香港學生為了反對非普選政府所提出的未來政治改革方案,正堅定而勇敢地帶領著佔領街道及示威行動。過去三星期內直至這展覽開幕,香港已出現了諷刺意味的橫額和藝術作品、街頭授課及辯論、路障、警察與示威者的列陣、催淚彈、胡椒噴霧,以及在遍地帳幕中的各種生活設施,現在正是鼓動人心迷濛的時期。

日前香港藝術家林愷倩在臉書上其中一個留言提過「在這示威期間,藝術已是毫不相干」。當天,我走在香港如常平靜的街道上,為著將會發生暴力的緊張氣氛而感到疲累並打算休息,於是隨意進入附近一間畫廊,重拾起心情。

藝術可能提出了問題,但無從亦無需得到答案。藝術為著被觀看而擺放著,觀眾也只能坐著觀看。它可以安靜地引發你思考,亦可以成為你想像中的任何事物,它很少是毫不相干的。藝術就在那裡安靜地存在,直至被需要。

這是一個小型的藝術展覽:一種創作的霧氣。

Stephen Eastaugh和凌佩詩除了有年齡差距外,並無共通之處。 Eastaugh是個經驗豐富的藝術家,而凌氏只剛起步。在Eastaugh的藝術生涯中已完成、經歷、展示作品無數次,凌氏在未來的日子和展覽中將會猶豫或悠然地面對她本人以及大眾的視覺呈現。

Eastaugh的《Spiritscapes 》描繪的是亞洲各地令人著迷的靈屋。靈屋是建於延綿山上,「有金色的、堅固而且構造複雜的,亦有藏於古樹樹幹中由民間工藝所製的古老木屋」,微型的小屋是用作奉獻禮物以向天上神靈尋求指引和幫助。Eastaugh的風景畫作結合了他多年來遊歷世界的想像和現實投射。由遙遠的南極洲藝術駐村計劃開始至過去十年, Eastaugh花了大量時間用針線縫合壓皺的紙張或布,縫紉的線和圖像「大大地增加作品的紋理」。
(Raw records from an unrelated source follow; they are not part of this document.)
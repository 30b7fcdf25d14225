//! # Meal Import
//!
//! Imports recipes written in a small markdown dialect (Polish section names)
//! into a family meal planning database. Documents are parsed into
//! [`recipe_model::ParsedRecipe`] values, their ingredient, tag and meal type
//! names are reconciled with the account's existing data, and every recipe is
//! stored through a [`store::RecipeStore`].

pub mod db;
pub mod import_config;
pub mod import_errors;
pub mod importer;
pub mod ingredient_model;
pub mod ingredient_parser;
pub mod localization;
pub mod measurement_patterns;
pub mod recipe_model;
pub mod recipe_parser;
pub mod store;
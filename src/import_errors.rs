//! # Import Error Types Module
//!
//! Error types raised while importing recipe documents. Every variant can be
//! rendered for logs through [`std::fmt::Display`] and for people through
//! [`ImportError::localized`].

use crate::localization::t_args_lang;

/// Custom error types for recipe imports
#[derive(Debug, Clone, PartialEq)]
pub enum ImportError {
    /// The document holds no recipe with a title
    NoRecipesFound,
    /// Existing ingredients, tags or meal types could not be read
    ReferenceDataLoad(String),
    /// A single recipe could not be written
    RecipeFailed { recipe_name: String, reason: String },
    /// The input file has an extension the importer does not read
    UnsupportedFile(String),
    /// The input file exceeds the size limit
    DocumentTooLarge { file_name: String, max_bytes: u64 },
    /// Invalid configuration values
    Configuration(String),
}

impl ImportError {
    /// Render the error as a message in the given locale
    pub fn localized(&self, locale: &str) -> String {
        let lang = Some(locale);
        match self {
            ImportError::NoRecipesFound => t_args_lang("import-no-recipes", &[], lang),
            ImportError::ReferenceDataLoad(reason) => {
                t_args_lang("import-reference-data-failed", &[("reason", reason)], lang)
            }
            ImportError::RecipeFailed {
                recipe_name,
                reason,
            } => t_args_lang(
                "import-recipe-error",
                &[("recipe_name", recipe_name), ("reason", reason)],
                lang,
            ),
            ImportError::UnsupportedFile(file_name) => {
                t_args_lang("file-unsupported", &[("file_name", file_name)], lang)
            }
            ImportError::DocumentTooLarge {
                file_name,
                max_bytes,
            } => t_args_lang(
                "file-too-large",
                &[("file_name", file_name), ("max_bytes", &max_bytes.to_string())],
                lang,
            ),
            ImportError::Configuration(reason) => {
                t_args_lang("config-invalid", &[("reason", reason)], lang)
            }
        }
    }
}

impl std::fmt::Display for ImportError {
    fn fmt(&self, f: &mut std::fmt::Formatter<'_>) -> std::fmt::Result {
        match self {
            ImportError::NoRecipesFound => write!(f, "No recipes found in document"),
            ImportError::ReferenceDataLoad(msg) => write!(f, "Reference data load error: {msg}"),
            ImportError::RecipeFailed {
                recipe_name,
                reason,
            } => write!(f, "Recipe import error for \"{recipe_name}\": {reason}"),
            ImportError::UnsupportedFile(name) => write!(f, "Unsupported file: {name}"),
            ImportError::DocumentTooLarge {
                file_name,
                max_bytes,
            } => write!(f, "Document too large: {file_name} exceeds {max_bytes} bytes"),
            ImportError::Configuration(msg) => write!(f, "Configuration error: {msg}"),
        }
    }
}

impl std::error::Error for ImportError {}
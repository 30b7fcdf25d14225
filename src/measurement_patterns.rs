//! # Measurement Patterns Module
//!
//! This module contains the regex patterns used by the recipe and ingredient parsers.

use lazy_static::lazy_static;
use regex::Regex;

/// Amount notations, most specific first: "2 i 1/2", "1 1/2", "1/3", "1,5" / "1.5"
pub const AMOUNT_PATTERN: &str =
    r"(?:[0-9]+\s+i\s+[0-9]+/[0-9]+|[0-9]+\s+[0-9]+/[0-9]+|[0-9]+/[0-9]+|[0-9]+(?:[.,][0-9]+)?)";

/// Weight/volume annotation such as "(200g)" or "(ok. 250 ml)"
pub const PARENTHETICAL_PATTERN: &str =
    r"(?i)\(\s*(?:ok\.?\s*)?[0-9]+(?:[.,][0-9]+)?\s*(?:kg|g|ml|l)\s*\)";

lazy_static! {
    /// Mixed fraction joined by the word "i": "2 i 1/2"
    pub static ref MIXED_WORD_REGEX: Regex =
        Regex::new(r"^([0-9]+)\s+i\s+([0-9]+)/([0-9]+)$").expect("Mixed fraction pattern should be valid");

    /// Mixed fraction joined by a space: "1 1/2"
    pub static ref MIXED_SPACE_REGEX: Regex =
        Regex::new(r"^([0-9]+)\s+([0-9]+)/([0-9]+)$").expect("Mixed fraction pattern should be valid");

    /// Simple fraction: "1/3"
    pub static ref FRACTION_REGEX: Regex =
        Regex::new(r"^([0-9]+)/([0-9]+)$").expect("Fraction pattern should be valid");

    /// Decimal with either separator: "1,5", "0.25", "500"
    pub static ref DECIMAL_REGEX: Regex =
        Regex::new(r"^[0-9]+(?:[.,][0-9]+)?$").expect("Decimal pattern should be valid");

    /// `<name> - <amount> [<unit>] [(<note>)]`
    pub static ref REVERSED_AMOUNT_REGEX: Regex = Regex::new(&format!(
        r"(?i)^(?P<name>.+?)\s+[-–—]\s+(?P<amount>{AMOUNT_PATTERN})(?:\s*(?P<unit>[^\s()]+))?\s*(?:\((?P<note>[^)]*)\))?\s*$"
    ))
    .expect("Reversed ingredient pattern should be valid");

    /// `<name> - ([ok.] <number><g|kg|ml|l>)`
    pub static ref REVERSED_PARENTHETICAL_REGEX: Regex = Regex::new(
        r"(?i)^(?P<name>.+?)\s+[-–—]\s+\(\s*(?:ok\.?\s*)?(?P<amount>[0-9]+(?:[.,][0-9]+)?)\s*(?P<unit>kg|g|ml|l)\s*\)\s*$"
    )
    .expect("Reversed parenthetical pattern should be valid");

    /// Annotations stripped from ingredient names
    pub static ref PARENTHETICAL_REGEX: Regex =
        Regex::new(PARENTHETICAL_PATTERN).expect("Parenthetical pattern should be valid");

    /// Leading list marker: "- " or "* "
    pub static ref BULLET_REGEX: Regex =
        Regex::new(r"^[-*](?:\s+|$)").expect("Bullet pattern should be valid");

    /// Horizontal rule separating recipes
    pub static ref SEPARATOR_REGEX: Regex =
        Regex::new(r"(?m)^[ \t]*-{3,}[ \t]*$").expect("Separator pattern should be valid");

    /// Top-level heading carrying the recipe name
    pub static ref TITLE_REGEX: Regex =
        Regex::new(r"(?m)^#[ \t]+(.+?)[ \t]*$").expect("Title pattern should be valid");

    /// Second-level heading opening a named section
    pub static ref SECTION_HEADING_REGEX: Regex =
        Regex::new(r"^##[ \t]*(.*?)[ \t]*$").expect("Section heading pattern should be valid");

    /// First integer anywhere in a value: "ok. 15 min" -> 15
    pub static ref FIRST_INTEGER_REGEX: Regex =
        Regex::new(r"[0-9]+").expect("Integer pattern should be valid");

    /// Integer prefix of a value: "4 osoby" -> 4
    pub static ref LEADING_INTEGER_REGEX: Regex =
        Regex::new(r"^[0-9]+").expect("Integer pattern should be valid");

    /// Runs of whitespace collapsed after stripping annotations
    pub static ref WHITESPACE_REGEX: Regex =
        Regex::new(r"\s+").expect("Whitespace pattern should be valid");
}

#[cfg(test)]
mod tests {
    use super::*;

    #[test]
    fn test_reversed_amount_captures() {
        let caps = REVERSED_AMOUNT_REGEX
            .captures("mąka pszenna - 200 g (ok. 1 szklanka)")
            .unwrap();
        assert_eq!(&caps["name"], "mąka pszenna");
        assert_eq!(&caps["amount"], "200");
        assert_eq!(&caps["unit"], "g");
        assert_eq!(&caps["note"], "ok. 1 szklanka");
    }

    #[test]
    fn test_reversed_parenthetical_captures() {
        let caps = REVERSED_PARENTHETICAL_REGEX
            .captures("ser żółty - (150g)")
            .unwrap();
        assert_eq!(&caps["name"], "ser żółty");
        assert_eq!(&caps["amount"], "150");
        assert_eq!(&caps["unit"], "g");
    }

    #[test]
    fn test_separator_needs_three_hyphens() {
        assert!(SEPARATOR_REGEX.is_match("a\n---\nb"));
        assert!(SEPARATOR_REGEX.is_match("a\n  -----  \nb"));
        assert!(!SEPARATOR_REGEX.is_match("a\n--\nb"));
        assert!(!SEPARATOR_REGEX.is_match("- --- x"));
    }

    #[test]
    fn test_title_is_single_hash_only() {
        assert!(TITLE_REGEX.captures("## Info").is_none());
        assert_eq!(&TITLE_REGEX.captures("# Zupa").unwrap()[1], "Zupa");
    }

    #[test]
    fn test_bullet_markers() {
        assert!(BULLET_REGEX.is_match("- mąka"));
        assert!(BULLET_REGEX.is_match("* mąka"));
        assert!(BULLET_REGEX.is_match("-"));
        assert!(!BULLET_REGEX.is_match("-5 stopni"));
    }
}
在抽象的風景中加上Eastaugh印象中的小屋,呈現著泛靈論者所言之「未知或繁複的世界」,他亦確實思忖著「神靈是否存在於自己的畫作中」。

凌佩詩在兩年前畢業,她和她的朋友仍然與學生活動有相當密切聯繫,亦於最近示威的街道上渡過無數個小時。然而她的創作卻是描繪大自然世界,她個人非常沉迷微小而奇異精緻的昆蟲。在過去十八個月中,她一直鑽研生命構成的元素:細胞,水,土地。在《再現性》系列中,她運用墨水印刷的紙張作拼貼,再用中國墨水在畫面上創作。顯微鏡下的細胞圖像重組成另一種生命再生,凌氏稱他們為「畫布上的新生物」。故此,他們是充滿活力和生機。

正如街道上的活力和生機,當迷濛霧氣散開,香港風景將會完全不一樣。